As the meeting broke up, Reggie and I stood by the conference room window, gazing down at the city.

Many stories below it was a typical weekday. Cars pushed down the avenue. People hurried to and fro along the sidewalk, scurried into and out of buildings.

“There he is again,” I remarked, pointing straight down. Moving past our front door was a homeless man.

At one time or another everybody in the office had encountered this homeless person. Every day the man shuffled along in front of our building, wearing the same shredded clothing, face lost in caveman hair. But today he carried an enormous teddy bear.

“He must’ve won it at the county fair last summer,” joked Reggie.

“Leave him alone,” Beverly chided, having gathered her laptop and folders. “You don’t know his story. He obviously has a mental condition.” She hurried out of the conference room.

“Obviously,” Reggie said to me and laughed. “Remember that woman who looked like a corpse who used to hang out at the bus stop screaming and shouting? Now that was one loony tune. I wonder what happened to her. Probably overdosed.

“Oh, check this out,” he continued enthusiastically. “A couple days ago I saw a guy steal a ladder. I was in line at the bank looking out the window when I saw some homeless guy grab a ladder leaning up against a building. Then he starts running off with it. Then here comes a security guard running after him!”

I laughed.

During lunch hour I had to go to the bank myself.

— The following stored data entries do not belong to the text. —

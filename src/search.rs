//! Deku - Search Engine Module
//!
//! Iterative deepening over minimax with alpha-beta pruning. Every node owns
//! a private copy of its board, and the deadline is passed down explicitly
//! and checked on entry. Past the deadline a node returns a sentinel that is
//! only used to unwind; an iteration that ran into the deadline is thrown
//! away and the result of the deepest completed iteration stands.

use std::time::{Duration, Instant};

use tracing::debug;

use crate::board::{Board, Move};
use crate::config::MAX_DEPTH;
use crate::evaluation::{evaluate, MATE_SCORE};
use crate::move_generator::MoveGenerator;
use crate::types::Color;

/// Sentinel bound, beyond any reachable score
pub const INFINITY: i32 = 100_000;

/// Outcome of one search call
#[derive(Clone, Copy, Debug, PartialEq, Eq)]
pub struct SearchResult {
    pub best_move: Option<Move>,
    /// Score of `best_move` at `depth`, from the searching side's view
    pub score: i32,
    /// Deepest fully completed iteration (0 if none completed)
    pub depth: u32,
    pub nodes: u64,
}

impl SearchResult {
    fn empty() -> Self {
        SearchResult {
            best_move: None,
            score: -INFINITY,
            depth: 0,
            nodes: 0,
        }
    }
}

/// Shift a mate score by the remaining depth so that quicker mates score
/// higher and quicker losses score lower.
#[inline]
fn mate_bias(score: i32, depth: u32) -> i32 {
    if score >= MATE_SCORE {
        score + depth as i32
    } else if score <= -MATE_SCORE {
        score - depth as i32
    } else {
        score
    }
}

/// Recursive search state for one thread
pub(crate) struct NodeSearch {
    perspective: Color,
    move_generator: MoveGenerator,
    pub(crate) nodes: u64,
    pub(crate) timed_out: bool,
}

impl NodeSearch {
    pub(crate) fn new(perspective: Color) -> Self {
        NodeSearch {
            perspective,
            move_generator: MoveGenerator::new(),
            nodes: 0,
            timed_out: false,
        }
    }

    /// Score `board` from the perspective side's point of view. The side to
    /// move on the board decides whether this node maximizes or minimizes.
    pub(crate) fn minimax(
        &mut self,
        board: &Board,
        depth: u32,
        mut alpha: i32,
        mut beta: i32,
        deadline: Instant,
    ) -> i32 {
        self.nodes += 1;

        // Drawn positions are terminal
        if board.is_draw() {
            return 0;
        }

        let fitness = evaluate(board, self.perspective);
        if fitness.abs() >= MATE_SCORE {
            return mate_bias(fitness, depth);
        }

        let to_move = board.side_to_move();
        let maximizing = to_move == self.perspective;

        if Instant::now() >= deadline {
            self.timed_out = true;
            return if maximizing { -INFINITY } else { INFINITY };
        }

        let in_check = board.in_check(to_move);

        // Leaves only look further when the side to move might be mated
        if depth == 0 && !in_check {
            return fitness;
        }

        let moves = self.move_generator.generate_legal_moves(board, to_move);

        // Checkmate / Stalemate
        if moves.is_empty() {
            if !in_check {
                return 0;
            }
            let score = if maximizing { -MATE_SCORE } else { MATE_SCORE };
            return mate_bias(score, depth);
        }

        if depth == 0 {
            return fitness;
        }

        let mut best = if maximizing { -INFINITY } else { INFINITY };

        for mv in moves {
            let mut child = *board;
            child.apply_unchecked(mv);
            let value = self.minimax(&child, depth - 1, alpha, beta, deadline);

            if maximizing {
                best = best.max(value);
                alpha = alpha.max(best);
            } else {
                best = best.min(value);
                beta = beta.min(best);
            }

            if beta <= alpha || self.timed_out {
                break;
            }
        }

        best
    }
}

/// Result of one root iteration
pub(crate) enum Iteration {
    /// Every candidate was scored
    Complete(Move, i32),
    /// A candidate forces mate; remaining candidates were skipped
    Mate(Move, i32),
    /// The deadline hit; holds the best fully scored candidate, if any
    Aborted(Option<(Move, i32)>),
}

/// Run iterative deepening, calling `iterate(depth)` for each depth until an
/// iteration aborts, finds a forced mate, or `depth_limit` is done.
pub(crate) fn iterative_deepening<F>(candidates: &[Move], depth_limit: u32, mut iterate: F) -> SearchResult
where
    F: FnMut(u32) -> Iteration,
{
    let mut result = SearchResult::empty();
    let Some(&first) = candidates.first() else {
        return result;
    };
    let mut fallback = None;

    for depth in 1..=depth_limit.min(MAX_DEPTH) {
        match iterate(depth) {
            Iteration::Complete(mv, score) => {
                result.best_move = Some(mv);
                result.score = score;
                result.depth = depth;
                debug!(depth, best = %mv, score, "iteration complete");
            }
            Iteration::Mate(mv, score) => {
                result.best_move = Some(mv);
                result.score = score;
                result.depth = depth;
                debug!(depth, best = %mv, score, "forced mate found");
                break;
            }
            Iteration::Aborted(partial) => {
                fallback = partial;
                debug!(depth, "deadline reached");
                break;
            }
        }
    }

    // Nothing completed: keep whatever depth one managed to score
    if result.best_move.is_none() {
        let (mv, score) = fallback.unwrap_or((first, -INFINITY));
        result.best_move = Some(mv);
        result.score = score;
    }

    result
}

/// Sequential search engine for one side
pub struct SearchEngine {
    color: Color,
    move_generator: MoveGenerator,
    depth_limit: u32,
    pub nodes_searched: u64,
}

impl SearchEngine {
    pub fn new(color: Color, depth_limit: u32) -> Self {
        SearchEngine {
            color,
            move_generator: MoveGenerator::new(),
            depth_limit,
            nodes_searched: 0,
        }
    }

    /// Pick a move for this engine's side within `budget`. The board should
    /// have this side to move.
    pub fn search(&mut self, board: &Board, budget: Duration) -> SearchResult {
        let started = Instant::now();
        let deadline = started + budget;
        let candidates = self.move_generator.generate_legal_moves(board, self.color);
        let mut searcher = NodeSearch::new(self.color);

        let mut result = iterative_deepening(&candidates, self.depth_limit, |depth| {
            search_root(&mut searcher, board, &candidates, depth, deadline)
        });

        result.nodes = searcher.nodes;
        self.nodes_searched = searcher.nodes;
        debug!(
            depth = result.depth,
            nodes = result.nodes,
            elapsed_ms = started.elapsed().as_millis() as u64,
            "search finished"
        );
        result
    }
}

/// One root iteration over `candidates`, pruning with the best root score
fn search_root(
    searcher: &mut NodeSearch,
    board: &Board,
    candidates: &[Move],
    depth: u32,
    deadline: Instant,
) -> Iteration {
    let mut best: Option<(Move, i32)> = None;
    let mut alpha = -INFINITY;

    for &mv in candidates {
        if Instant::now() >= deadline {
            return Iteration::Aborted(best);
        }

        let mut child = *board;
        child.apply_unchecked(mv);
        let score = searcher.minimax(&child, depth - 1, alpha, INFINITY, deadline);

        if searcher.timed_out {
            searcher.timed_out = false;
            return Iteration::Aborted(best);
        }

        // Strictly better only: earlier candidates win ties
        if best.map_or(true, |(_, b)| score > b) {
            best = Some((mv, score));
        }
        alpha = alpha.max(score);

        if score >= MATE_SCORE {
            return Iteration::Mate(mv, score);
        }
    }

    match best {
        Some((mv, score)) => Iteration::Complete(mv, score),
        None => Iteration::Aborted(None),
    }
}

#[cfg(test)]
mod tests {
    use super::*;
    use crate::rules::FIFTY_MOVE_PLIES;
    use crate::types::*;

    fn layout(pieces: &[(&str, Piece)]) -> Layout {
        let mut grid = [[EMPTY; 8]; 8];
        for (name, piece) in pieces {
            let s = Square::parse(name).unwrap();
            grid[s.file as usize][s.rank as usize] = *piece;
        }
        grid
    }

    #[test]
    fn test_mate_bias_prefers_fast_mates() {
        assert!(mate_bias(MATE_SCORE, 3) > mate_bias(MATE_SCORE, 1));
        assert!(mate_bias(-MATE_SCORE, 3) < mate_bias(-MATE_SCORE, 1));
        assert_eq!(mate_bias(12, 5), 12);
    }

    #[test]
    fn test_finds_mate_in_one() {
        let grid = layout(&[("h8", -KING), ("g7", -PAWN), ("h7", -PAWN), ("a1", ROOK), ("g1", KING)]);
        let board = Board::from_layout(grid, Color::White).unwrap();
        let mut engine = SearchEngine::new(Color::White, 3);
        let result = engine.search(&board, Duration::from_secs(30));
        assert_eq!(result.best_move, Some(Move::parse("a1a8").unwrap()));
        assert!(result.score >= MATE_SCORE);
        assert_eq!(result.depth, 1);
    }

    #[test]
    fn test_captures_hanging_queen() {
        let grid = layout(&[("e1", KING), ("e8", -KING), ("d1", ROOK), ("d5", -QUEEN), ("a7", PAWN)]);
        let board = Board::from_layout(grid, Color::White).unwrap();
        let mut engine = SearchEngine::new(Color::White, 2);
        let result = engine.search(&board, Duration::from_secs(30));
        assert_eq!(result.best_move, Some(Move::parse("d1d5").unwrap()));
        assert_eq!(result.depth, 2);
        assert!(result.nodes > 0);
    }

    #[test]
    fn test_depth_limit_completes() {
        let mut engine = SearchEngine::new(Color::White, 2);
        let result = engine.search(&Board::new(), Duration::from_secs(60));
        assert_eq!(result.depth, 2);
        assert!(result.best_move.is_some());
    }

    #[test]
    fn test_zero_budget_still_returns_a_move() {
        let board = Board::new();
        let mut engine = SearchEngine::new(Color::White, MAX_DEPTH);
        let result = engine.search(&board, Duration::ZERO);
        let legal = MoveGenerator::new().generate_legal_moves(&board, Color::White);
        assert!(legal.contains(&result.best_move.unwrap()));
    }

    #[test]
    fn test_no_candidates() {
        let grid = layout(&[("a8", -KING), ("c7", KING), ("b6", QUEEN)]);
        let board = Board::from_layout(grid, Color::Black).unwrap();
        let mut engine = SearchEngine::new(Color::Black, 3);
        assert_eq!(engine.search(&board, Duration::from_millis(50)).best_move, None);
    }

    fn back_rank() -> Board {
        let grid = layout(&[("h8", -KING), ("g7", -PAWN), ("h7", -PAWN), ("a1", ROOK), ("g1", KING)]);
        Board::from_layout(grid, Color::White).unwrap()
    }

    #[test]
    fn test_drawn_position_scores_zero() {
        let mut board = back_rank();
        board.halfmove_clock = FIFTY_MOVE_PLIES;
        board.declare_draw();
        let deadline = Instant::now() + Duration::from_secs(30);

        let mut searcher = NodeSearch::new(Color::White);
        assert_eq!(searcher.minimax(&board, 2, -INFINITY, INFINITY, deadline), 0);
        assert_eq!(searcher.nodes, 1);

        // Every reply keeps the clock past the limit, so the mate is gone
        let result = SearchEngine::new(Color::White, 3).search(&board, Duration::from_secs(30));
        assert_eq!(result.score, 0);
        assert_eq!(result.depth, 3);
    }

    #[test]
    fn test_expired_deadline_stops_at_leaves() {
        let board = Board::new();
        let mut searcher = NodeSearch::new(Color::White);
        let score = searcher.minimax(&board, 0, -INFINITY, INFINITY, Instant::now());
        assert!(searcher.timed_out);
        assert_eq!(score, -INFINITY);
    }

    fn mv(text: &str) -> Move {
        Move::parse(text).unwrap()
    }

    #[test]
    fn test_unfinished_depth_is_discarded() {
        let candidates = [mv("e2e4"), mv("d2d4")];
        let result = iterative_deepening(&candidates, 10, |depth| match depth {
            1 => Iteration::Complete(mv("e2e4"), 5),
            _ => Iteration::Aborted(Some((mv("d2d4"), 40))),
        });
        assert_eq!(result.best_move, Some(mv("e2e4")));
        assert_eq!(result.score, 5);
        assert_eq!(result.depth, 1);
    }

    #[test]
    fn test_partial_first_depth_is_kept() {
        let candidates = [mv("e2e4"), mv("d2d4")];
        let result = iterative_deepening(&candidates, 10, |_| Iteration::Aborted(Some((mv("d2d4"), 7))));
        assert_eq!(result.best_move, Some(mv("d2d4")));
        assert_eq!(result.score, 7);
        assert_eq!(result.depth, 0);

        let result = iterative_deepening(&candidates, 10, |_| Iteration::Aborted(None));
        assert_eq!(result.best_move, Some(mv("e2e4")));
        assert_eq!(result.depth, 0);
    }

    #[test]
    fn test_mate_ends_deepening() {
        let candidates = [mv("e2e4"), mv("d2d4")];
        let mut calls = 0;
        let result = iterative_deepening(&candidates, 10, |depth| {
            calls += 1;
            match depth {
                1 => Iteration::Complete(mv("e2e4"), 3),
                _ => Iteration::Mate(mv("d2d4"), MATE_SCORE + 1),
            }
        });
        assert_eq!(calls, 2);
        assert_eq!(result.best_move, Some(mv("d2d4")));
        assert_eq!(result.depth, 2);
    }

    #[test]
    fn test_depth_limit_bounds_iterations() {
        let candidates = [mv("e2e4")];
        let mut deepest = 0;
        let result = iterative_deepening(&candidates, 4, |depth| {
            deepest = depth;
            Iteration::Complete(mv("e2e4"), 0)
        });
        assert_eq!(deepest, 4);
        assert_eq!(result.depth, 4);
    }

    #[test]
    fn test_avoids_being_mated() {
        // Black threatens Ra1 mate; White must give the king air or block
        let grid = layout(&[
            ("g1", KING),
            ("f2", PAWN),
            ("g2", PAWN),
            ("h2", PAWN),
            ("a2", -ROOK),
            ("b8", -ROOK),
            ("h8", -KING),
            ("d4", KNIGHT),
        ]);
        let board = Board::from_layout(grid, Color::White).unwrap();
        let mut engine = SearchEngine::new(Color::White, 3);
        let result = engine.search(&board, Duration::from_secs(60));
        let mv = result.best_move.unwrap();
        assert!(result.score > -MATE_SCORE, "{} loses by force", mv);
        assert_eq!(result.depth, 3);
    }
}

After dumping cold coffee I rode the elevator down to the lobby and stepped out onto the busy street.

With less than an hour I had to hurry. I had to walk five blocks to the bank, wait forever in line then return in time for the next meeting.

It appeared everyone else in the city had urgent business, too. People on a mission flooded down the concrete channels, careful not to collide.

They streamed smoothly along, like ball bearings that were magnetized, each repelling.

Thousands of paths intersected but seldom touched.

I crossed Fourth Avenue and turned a corner. And there he was half a block away, shuffling very slowly toward me. The homeless man. Carrying that enormous teddy bear.

The man was shambling along as if he were aimless and had no place to go. His face was hidden in hair. His two bare arms closely hugged the bear. With unseen eyes he seemed to stare straight ahead through every person that passed by.

I regarded the huge teddy bear and all of a sudden imagined the homeless man as a small child. In my mind I removed his beard, clipped his hair, erased grime and the cruelty of Time to picture him–try to imagine him as a very young child. And I wondered if, once upon a time, he’d been happy.

How could a child know he’d spend years of his life on the cold street?

As I drew near the man, a disturbing truth became evident. Contrasted with his very dirty arms and ruined clothes, the large teddy bear was clean and new. Where had he grabbed it?

The bear certainly didn’t belong to him. I wondered if there was a child somewhere in the city that was heartbroken.

The homeless man was in front of me. Pretending I didn’t see him, I veered to one side.

He blocked me.

“I found this on the street,” he said clearly, presenting me with the teddy bear. “Is it yours?”